WHAT IS NEEDED ::
From the line that includes "let disks = parse_disk_listing(&output)?" to the closing line of the data, please transcribe every line exactly and add nothing.

Collected data entries:
┄┄┄┄┄┄
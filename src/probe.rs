//! System probes: available disks and total memory.
//!
//! Both probes shell out through the `CommandRunner` and parse the text the
//! tools print. Parsing is split from execution so it can be tested on
//! captured output.

use std::collections::BTreeSet;

use regex::Regex;
use tracing::{debug, info};

use crate::command_executor::CommandRunner;
use crate::engine::commands;
use crate::error::{InstallerError, Result};
use crate::types::{ByteCount, Disk};

/// Disk paths announced by `fdisk --list`, loop devices excluded.
pub fn parse_disk_listing(fdisk_output: &str) -> Result<BTreeSet<String>> {
    let disk_line = Regex::new(r"(?m)^Disk (/dev/[a-z]+):")?;
    let loop_device = Regex::new(r"^/dev/loop\d+$")?;

    Ok(disk_line
        .captures_iter(fdisk_output)
        .map(|caps| caps[1].to_string())
        .filter(|path| !loop_device.is_match(path))
        .collect())
}

/// Total physical memory from the `Mem:` row of `free --bytes`.
pub fn parse_total_memory(free_output: &str) -> Result<ByteCount> {
    let mem_line = Regex::new(r"(?m)^Mem: +(?P<bytes>\d+) ")?;

    let caps = mem_line
        .captures(free_output)
        .ok_or_else(|| InstallerError::probe("no `Mem:` row in memory report"))?;
    let amount: i64 = caps["bytes"]
        .parse()
        .map_err(|e| InstallerError::probe(format!("unreadable memory size: {}", e)))?;

    ByteCount::new(amount)
}

/// Disks the operator may install to.
pub fn available_disks(runner: &mut dyn CommandRunner) -> Result<Vec<Disk>> {
    let output = runner.capture(&commands::list_disks())?;
    let disks = parse_disk_listing(&output)?
        .into_iter()
        .map(Disk::new)
        .collect::<Result<Vec<_>>>()?;

    debug!(?disks, "probed disks");
    Ok(disks)
}

/// Installed physical memory.
pub fn total_memory(runner: &mut dyn CommandRunner) -> Result<ByteCount> {
    let output = runner.capture(&commands::report_memory())?;
    let total = parse_total_memory(&output)?;

    info!(bytes = total.get(), "probed total memory");
    Ok(total)
}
┄┄┄┄┄┄
ANSWER SPACE ::
    let disks = parse_disk_listing(&output)?
        .into_iter()
        .map(Disk::new)
        .collect::<Result<Vec<_>>>()?;

    debug!(?disks, "probed disks");
    Ok(disks)
}

/// Installed physical memory.
pub fn total_memory(runner: &mut dyn CommandRunner) -> Result<ByteCount> {
    let output = runner.capture(&commands::report_memory())?;
    let total = parse_total_memory(&output)?;

    info!(bytes = total.get(), "probed total memory");
    Ok(total)
}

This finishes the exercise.